Science

Scientists Make Unexpected Prediction About Foretelling the Future

by Yasmin Tayag

In Game of Thrones, the Red Priestess Melisandre illustrated what centuries of fictional fortune-tellers have taught us: The ability to know the future sucks. Fortunately, it seems that humans have taken her tragic lesson to heart: In a new study, researchers report that the majority of people have learned from their fictional forebears’ mistakes and would refuse to find out what their futures had in store, given the chance to see it.

Describing their survey of over 2,000 adults in the journal Psychological Review, scientists from the University of Granada report that only 1 percent of their participants consistently wanted to know what the future held, regardless of whether the outcomes were positive or negative. These findings, they conclude, support the “regret theory,” which is an attempt to explain why we sometimes prefer “deliberate ignorance” despite it generally being in our best interest to know.

They liken their paper’s central conundrum to the choice presented to the mythological Greek princess Cassandra, who was given the choice to see the future. “In our study, we’ve found that people would rather decline the powers that made Cassandra famous, in an effort to forgo the suffering that knowing the future may cause, avoid regret and also maintain the enjoyment of suspense that pleasurable events provide,” said lead author Gerd Gigerenzer, Ph.D., of the Max Planck Institute for Human Development, in a statement.

Gigerenzer and his team presented a series of “What if?” scenarios to their participants to learn their views on forecasting the future. Did they want to know who would win tonight’s soccer match? What they were getting for Christmas? Whether there is life after death? By varying the amount of time that their predictions would span — there’s a big difference between knowing the outcome of a sports event and whether your marriage would end in divorce — they gained insight into what exactly it was their participants did or didn’t want to know.

While their participants, who were part of a nationally representative sample from Germany and Spain, generally preferred not to know about the future at all, they were more willing to know about upcoming positive events than negative ones. When presented with the option to know about future good news, 40 to 70 percent of people said they’d rather not know; the fraction of people who preferred to maintain “deliberate ignorance” of future bad news, in contrast, was much higher, at 85 to 90 percent. This result suggest that what people really fear is regret — that is, they’re afraid of hearing news about their future that they’ll immediately wish they’d never heard. In their minds, it’s better not to know at all. Further supporting the “regret theory” is the fact that the willfully ignorant people also happen to be the same risk-averse folks who frequently buy life and legal insurance — which, in its own way, is also a safeguard against regret.

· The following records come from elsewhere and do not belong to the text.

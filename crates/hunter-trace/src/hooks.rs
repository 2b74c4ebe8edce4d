//! The fixed callback surface the execution engine drives.
//!
//! The engine owns instruction dispatch and gas accounting; the tracer only
//! observes. Hooks run synchronously on the execution thread, in the order
//! the engine encounters the corresponding events. The engine fires
//! `capture_start`/`capture_enter` *after* it has applied the intrinsic
//! nonce increment and value transfer for the call, so the live state a hook
//! observes already reflects the incoming transfer.

use alloy_primitives::{Address, U256};
use thiserror::Error;

use crate::{CallKind, ChainState, Op};

/// An error produced by the execution engine for a single frame.
///
/// Execution errors never abort diff recording: the frame is finalized with
/// the error attached and the tree is still persisted.
#[derive(Clone, Debug, PartialEq, Eq, Error)]
pub enum EvmError {
    /// `REVERT` was executed; the output carries the revert data.
    #[error("execution reverted")]
    Reverted,
    /// The frame ran out of gas.
    #[error("out of gas")]
    OutOfGas,
    /// The call stack limit was exceeded.
    #[error("max call depth exceeded")]
    DepthExceeded,
    /// The caller could not cover the transferred value.
    #[error("insufficient balance for transfer")]
    InsufficientBalance,
    /// Any other engine-reported failure.
    #[error("{0}")]
    Other(String),
}

impl EvmError {
    /// Whether this is a deliberate revert (output data is meaningful).
    pub const fn is_revert(&self) -> bool {
        matches!(self, Self::Reverted)
    }
}

/// Per-opcode context handed to [`TraceHooks::capture_state`].
///
/// Stack and memory are borrowed views into the interpreter scope; the stack
/// is ordered bottom to top.
#[derive(Debug)]
pub struct OpContext<'a> {
    /// Program counter of the instruction.
    pub pc: u64,
    /// The opcode about to execute.
    pub op: Op,
    /// Gas remaining before the instruction.
    pub gas: u64,
    /// Total gas cost of the instruction.
    pub cost: u64,
    /// Call depth, 0 for the top-level frame.
    pub depth: usize,
    /// Address of the executing contract.
    pub address: Address,
    /// Interpreter stack, bottom to top.
    pub stack: &'a [U256],
    /// Interpreter memory.
    pub memory: &'a [u8],
}

impl OpContext<'_> {
    /// Returns the `n`-th stack item from the top, if present.
    pub fn stack_back(&self, n: usize) -> Option<U256> {
        self.stack.len().checked_sub(n + 1).map(|i| self.stack[i])
    }

    /// Copies `size` bytes of memory starting at `offset`, zero-padded past
    /// the end of live memory. Returns `None` for unrealistically large
    /// reads, which indicate a garbage stack rather than a real access.
    pub fn memory_copy_padded(&self, offset: U256, size: U256) -> Option<Vec<u8>> {
        const MAX_COPY: u64 = 1 << 32;
        let size = u64::try_from(size).ok().filter(|s| *s < MAX_COPY)? as usize;
        if size == 0 {
            return Some(Vec::new());
        }
        let offset = u64::try_from(offset).ok().filter(|o| *o < MAX_COPY)? as usize;

        let mut out = vec![0u8; size];
        if offset < self.memory.len() {
            let available = self.memory.len() - offset;
            let n = available.min(size);
            out[..n].copy_from_slice(&self.memory[offset..offset + n]);
        }
        Some(out)
    }
}

/// Execution hooks consumed by the tracing core.
///
/// Mirrors the classic logger surface of EVM implementations: paired
/// start/end for the top-level call, paired enter/exit for every nested
/// scope (fired even when the scope executes no code), a per-opcode hook,
/// and a fault hook for instructions that fail after being logged.
///
/// All methods default to no-ops so partial observers stay small.
pub trait TraceHooks {
    /// A transaction is about to execute with the given gas limit.
    fn capture_tx_start(&mut self, _gas_limit: u64) {}

    /// The transaction finished with `rest_gas` unconsumed.
    fn capture_tx_end(&mut self, _rest_gas: u64) {}

    /// The top-level call begins.
    #[allow(clippy::too_many_arguments)]
    fn capture_start(
        &mut self,
        _chain: &mut dyn ChainState,
        _from: Address,
        _to: Address,
        _create: bool,
        _input: &[u8],
        _gas: u64,
        _value: U256,
    ) {
    }

    /// The top-level call finished.
    fn capture_end(
        &mut self,
        _chain: &mut dyn ChainState,
        _output: &[u8],
        _gas_used: u64,
        _err: Option<&EvmError>,
    ) {
    }

    /// A nested scope is entered (call, create, or selfdestruct).
    #[allow(clippy::too_many_arguments)]
    fn capture_enter(
        &mut self,
        _chain: &mut dyn ChainState,
        _kind: CallKind,
        _from: Address,
        _to: Address,
        _input: &[u8],
        _gas: u64,
        _value: U256,
    ) {
    }

    /// The innermost open scope exited. When `err` is set, the engine has
    /// already rolled its own journal back to the pre-call state.
    fn capture_exit(
        &mut self,
        _chain: &mut dyn ChainState,
        _output: &[u8],
        _gas_used: u64,
        _err: Option<&EvmError>,
    ) {
    }

    /// A single instruction is about to execute.
    fn capture_state(&mut self, _chain: &mut dyn ChainState, _ctx: &OpContext<'_>) {}

    /// An instruction failed after `capture_state` already ran for it.
    fn capture_fault(&mut self, _chain: &mut dyn ChainState, _ctx: &OpContext<'_>, _err: &EvmError) {
    }
}

/// A hooks implementation that observes nothing.
///
/// Used where the engine surface requires hooks but the caller only wants
/// the execution result, e.g. the read-only token balance probes.
#[derive(Clone, Copy, Debug, Default)]
pub struct NoopHooks;

impl TraceHooks for NoopHooks {}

Even if the future will be good, most people prefer not to know.

A closer look at what kind of situations people preferred not to know about revealed that they were more likely to choose deliberate ignorance if the event that was being predicted was in the near future. Older people, for example, were far more likely than younger people to prefer not to know when and how they — or their partners — would die. Finding out the sex of their unborn child was the only item in the survey where more people wanted to know than didn’t, with only 37 percent of participants saying they wouldn’t want to know.

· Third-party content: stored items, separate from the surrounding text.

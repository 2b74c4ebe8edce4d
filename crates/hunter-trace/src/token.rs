//! Token-flow extraction over finished call trees.
//!
//! A straightforward visitor and the primary downstream consumer of the
//! recorder's output: it classifies emitted logs into token-event shapes and
//! rebuilds per-token balance tables for watched frames by re-executing
//! read-only `balanceOf` queries against state overlays reconstructed from
//! the frame's pre- and post-state.

use alloy_primitives::{address, b256, map::AddressHashSet, Address, Bytes, B256, U256};
use alloy_sol_types::{sol, SolCall, SolEvent};
use tracing::debug;

use crate::{
    CallFrame, CallLog, CallMessage, ChainState, ExecutionEngine, NoopHooks, ReplayError,
    StateMap, TokenBalanceMap,
};

sol! {
    /// The ERC-20 surface the extractor understands.
    interface IERC20 {
        event Transfer(address indexed from, address indexed to, uint256 value);
        function balanceOf(address owner) external view returns (uint256);
        function transfer(address to, uint256 amount) external returns (bool);
    }

    /// Wrapped-ether deposit shape.
    interface IWETH {
        event Deposit(address indexed dst, uint256 wad);
    }
}

/// `Swap` of Uniswap V2 pairs (3 topics).
pub const UNISWAP_V2_SWAP_TOPIC: B256 =
    b256!("0xd78ad95fa46c994b6551d0da85fc275fe613ce37657fb8d5e3d130840159d822");

/// `Swap` of Uniswap V3 pools (3 topics).
pub const UNISWAP_V3_SWAP_TOPIC: B256 =
    b256!("0xc42079f94a6350d7e6235f29174924f928cc2ac818eb64fed8004e115fbcca67");

/// `TransferSingle` of ERC-1155 tokens (4 topics).
pub const ERC1155_TRANSFER_SINGLE_TOPIC: B256 =
    b256!("0xc3d58168c5ae7397731d063d5bbf3d657854427343f4c083240f7aacaa2d0f62");

/// Sender used for the read-only balance probes.
const PROBE_SENDER: Address = address!("0x0000000000000000000000000000000000000001");

/// Gas limit for one balance probe.
const PROBE_GAS: u64 = 8_000_000;

/// A recognized token event shape.
#[derive(Clone, Copy, Debug, PartialEq, Eq)]
pub enum TokenEvent {
    /// ERC-20 `Transfer(from, to, value)`.
    Erc20Transfer {
        /// Emitting token contract.
        token: Address,
        /// Debited holder.
        from: Address,
        /// Credited holder.
        to: Address,
    },
    /// WETH-style `Deposit(dst, wad)`.
    Deposit {
        /// Emitting token contract.
        token: Address,
        /// Credited holder.
        dst: Address,
    },
    /// ERC-721 `Transfer(from, to, tokenId)` (same signature as ERC-20, but
    /// with the token id indexed as a fourth topic).
    Erc721Transfer {
        /// Emitting collection contract.
        token: Address,
        /// Previous owner.
        from: Address,
        /// New owner.
        to: Address,
    },
    /// ERC-1155 `TransferSingle(operator, from, to, id, value)`.
    Erc1155TransferSingle {
        /// Emitting token contract.
        token: Address,
        /// Debited holder.
        from: Address,
        /// Credited holder.
        to: Address,
    },
    /// Uniswap V2 `Swap`.
    UniswapV2Swap {
        /// The pair contract.
        pool: Address,
    },
    /// Uniswap V3 `Swap`.
    UniswapV3Swap {
        /// The pool contract.
        pool: Address,
    },
}

/// Classifies a log by topic signature and topic count.
pub fn classify_log(log: &CallLog) -> Option<TokenEvent> {
    let topic0 = *log.topics.first()?;
    let topics = log.topics.len();
    let token = log.address;
    if topic0 == IERC20::Transfer::SIGNATURE_HASH && topics == 3 {
        Some(TokenEvent::Erc20Transfer {
            token,
            from: Address::from_word(log.topics[1]),
            to: Address::from_word(log.topics[2]),
        })
    } else if topic0 == IERC20::Transfer::SIGNATURE_HASH && topics == 4 {
        Some(TokenEvent::Erc721Transfer {
            token,
            from: Address::from_word(log.topics[1]),
            to: Address::from_word(log.topics[2]),
        })
    } else if topic0 == IWETH::Deposit::SIGNATURE_HASH && topics == 2 {
        Some(TokenEvent::Deposit { token, dst: Address::from_word(log.topics[1]) })
    } else if topic0 == UNISWAP_V2_SWAP_TOPIC && topics == 3 {
        Some(TokenEvent::UniswapV2Swap { pool: token })
    } else if topic0 == UNISWAP_V3_SWAP_TOPIC && topics == 3 {
        Some(TokenEvent::UniswapV3Swap { pool: token })
    } else if topic0 == ERC1155_TRANSFER_SINGLE_TOPIC && topics == 4 {
        Some(TokenEvent::Erc1155TransferSingle {
            token,
            from: Address::from_word(log.topics[2]),
            to: Address::from_word(log.topics[3]),
        })
    } else {
        None
    }
}

/// Addresses and tokens a call tree moved value between.
#[derive(Clone, Debug, Default)]
pub struct TokenFlows {
    /// Every address that sent or received tokens, plus every call
    /// destination in the tree.
    pub related_addresses: AddressHashSet,
    /// Every contract that emitted a recognized token event.
    pub related_tokens: AddressHashSet,
}

impl TokenFlows {
    /// Walks a finished call tree and collects related addresses and tokens.
    pub fn collect(root: &CallFrame) -> Self {
        let mut flows = Self::default();
        root.walk(&mut |frame| {
            if let Some(to) = frame.to {
                flows.related_addresses.insert(to);
            }
            for log in &frame.logs {
                flows.absorb(classify_log(log));
            }
        });
        flows
    }

    fn absorb(&mut self, event: Option<TokenEvent>) {
        match event {
            Some(
                TokenEvent::Erc20Transfer { token, from, to }
                | TokenEvent::Erc721Transfer { token, from, to }
                | TokenEvent::Erc1155TransferSingle { token, from, to },
            ) => {
                self.related_addresses.insert(from);
                self.related_addresses.insert(to);
                self.related_tokens.insert(token);
            }
            Some(TokenEvent::Deposit { token, dst }) => {
                self.related_addresses.insert(dst);
                self.related_tokens.insert(token);
            }
            Some(TokenEvent::UniswapV2Swap { pool } | TokenEvent::UniswapV3Swap { pool }) => {
                self.related_addresses.insert(pool);
            }
            None => {}
        }
    }

    /// The read-only message probing `balanceOf(holder)` on `token`.
    pub fn balance_message(token: Address, holder: Address) -> CallMessage {
        CallMessage {
            from: PROBE_SENDER,
            to: Some(token),
            value: U256::ZERO,
            input: Bytes::from(IERC20::balanceOfCall { owner: holder }.abi_encode()),
            gas_limit: PROBE_GAS,
        }
    }

    /// Attaches pre/post token-balance tables to every watched frame of the
    /// tree, probing balances through `engine` against state overlays
    /// reconstructed from the frame's own pre- and post-state.
    pub fn attach_balance_tables(
        &self,
        frame: &mut CallFrame,
        engine: &mut dyn ExecutionEngine,
    ) -> Result<(), ReplayError> {
        if frame.is_state {
            frame.pre_token_balance = self.probe_table(&frame.pre_state, engine)?;
            frame.post_token_balance = self.probe_table(&frame.post_state, engine)?;
        }
        for call in &mut frame.calls {
            self.attach_balance_tables(call, engine)?;
        }
        Ok(())
    }

    fn probe_table(
        &self,
        state: &StateMap,
        engine: &mut dyn ExecutionEngine,
    ) -> Result<TokenBalanceMap, ReplayError> {
        let mut table = TokenBalanceMap::default();
        if state.is_empty() {
            return Ok(table);
        }
        let mut overlay = StateOverlay::from_state(state);
        for token in &self.related_tokens {
            for holder in &self.related_addresses {
                if let Some(balance) = probe_balance(engine, &mut overlay, *token, *holder)? {
                    table.entry(*token).or_default().insert(*holder, balance);
                }
            }
        }
        Ok(table)
    }
}

/// Runs one balance probe. Decode failures and probe-level reverts omit the
/// entry instead of aborting the surrounding frame.
fn probe_balance(
    engine: &mut dyn ExecutionEngine,
    overlay: &mut StateOverlay,
    token: Address,
    holder: Address,
) -> Result<Option<U256>, ReplayError> {
    let msg = TokenFlows::balance_message(token, holder);
    let outcome = engine.execute(overlay, &mut NoopHooks, &msg)?;
    if let Some(err) = outcome.error {
        debug!(%token, %holder, %err, "balance probe failed, omitting entry");
        return Ok(None);
    }
    match IERC20::balanceOfCall::abi_decode_returns(&outcome.output, true) {
        Ok(ret) => Ok(Some(ret._0)),
        Err(err) => {
            debug!(%token, %holder, %err, "balance probe returned undecodable data, omitting entry");
            Ok(None)
        }
    }
}

/// An in-memory [`ChainState`] reconstructed from a frame state map.
///
/// Balance probes run against these instead of the live execution state, so
/// a frame's token tables reflect exactly the state the frame saw.
#[derive(Clone, Debug, Default)]
pub struct StateOverlay {
    accounts: StateMap,
}

impl StateOverlay {
    /// Builds an overlay from a frame's pre- or post-state.
    pub fn from_state(state: &StateMap) -> Self {
        Self { accounts: state.clone() }
    }
}

impl ChainState for StateOverlay {
    fn balance(&mut self, address: Address) -> U256 {
        self.accounts.get(&address).and_then(|account| account.balance).unwrap_or_default()
    }

    fn set_balance(&mut self, address: Address, balance: U256) {
        self.accounts.entry(address).or_default().balance = Some(balance);
    }

    fn nonce(&mut self, address: Address) -> u64 {
        self.accounts.get(&address).map(|account| account.nonce).unwrap_or_default()
    }

    fn set_nonce(&mut self, address: Address, nonce: u64) {
        self.accounts.entry(address).or_default().nonce = nonce;
    }

    fn code(&mut self, address: Address) -> Bytes {
        self.accounts.get(&address).map(|account| account.code.clone()).unwrap_or_default()
    }

    fn set_code(&mut self, address: Address, code: Bytes) {
        self.accounts.entry(address).or_default().code = code;
    }

    fn storage(&mut self, address: Address, slot: B256) -> B256 {
        self.accounts
            .get(&address)
            .and_then(|account| account.storage.get(&slot))
            .copied()
            .unwrap_or_default()
    }

    fn set_storage(&mut self, address: Address, slot: B256, value: B256) {
        self.accounts.entry(address).or_default().storage.insert(slot, value);
    }
}

#[cfg(test)]
mod tests {
    use super::*;
    use crate::CallKind;

    const TOKEN: Address = address!("0x00000000000000000000000000000000000000cc");
    const FROM: Address = address!("0x00000000000000000000000000000000000000aa");
    const TO: Address = address!("0x00000000000000000000000000000000000000bb");

    fn log(topics: Vec<B256>) -> CallLog {
        CallLog { address: TOKEN, topics, data: Bytes::new(), position: 0 }
    }

    #[test]
    fn classifies_erc20_and_erc721_by_topic_count() {
        let erc20 = log(vec![
            IERC20::Transfer::SIGNATURE_HASH,
            FROM.into_word(),
            TO.into_word(),
        ]);
        assert_eq!(
            classify_log(&erc20),
            Some(TokenEvent::Erc20Transfer { token: TOKEN, from: FROM, to: TO })
        );

        let erc721 = log(vec![
            IERC20::Transfer::SIGNATURE_HASH,
            FROM.into_word(),
            TO.into_word(),
            B256::with_last_byte(7),
        ]);
        assert_eq!(
            classify_log(&erc721),
            Some(TokenEvent::Erc721Transfer { token: TOKEN, from: FROM, to: TO })
        );
    }

    #[test]
    fn unknown_topics_classify_as_nothing() {
        assert_eq!(classify_log(&log(vec![B256::with_last_byte(1), B256::ZERO])), None);
        assert_eq!(classify_log(&log(vec![])), None);
    }

    #[test]
    fn collect_gathers_transfer_parties_and_call_destinations() {
        let mut root = CallFrame::new(CallKind::Call, FROM, TOKEN, U256::ZERO, &[], 0, true);
        root.logs.push(log(vec![
            IERC20::Transfer::SIGNATURE_HASH,
            FROM.into_word(),
            TO.into_word(),
        ]));

        let flows = TokenFlows::collect(&root);
        assert!(flows.related_tokens.contains(&TOKEN));
        assert!(flows.related_addresses.contains(&FROM));
        assert!(flows.related_addresses.contains(&TO));
        assert!(flows.related_addresses.contains(&TOKEN));
    }

    #[test]
    fn overlay_reads_fall_back_to_zero() {
        let mut overlay = StateOverlay::default();
        assert_eq!(overlay.balance(FROM), U256::ZERO);
        assert_eq!(overlay.storage(TOKEN, B256::ZERO), B256::ZERO);
        assert!(overlay.code(TOKEN).is_empty());
    }
}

Forecasting the future has been the stuff of fantasy novels and mythology until very recently, as DNA sequencing has made it possible to glimpse into our medical futures. Now, services offered by gene testing companies like 23andMe and Ancestry.com purport to tell people what illnesses are written in their genes, and the popularity of such personal DNA analyses suggests that people do, in fact, want to know their futures. The central problem of regret, however, remains: We can’t guarantee that what we’ll find out is something we want to know — and, at least with genetic profiling, we certainly can’t say that we’ll interpret our forecasts correctly. As Melisandre’s debacle with Jon Snow showed, misreading the future can get us into a lot of trouble in the present, so we should approach it with caution — or avoid messing with it at all.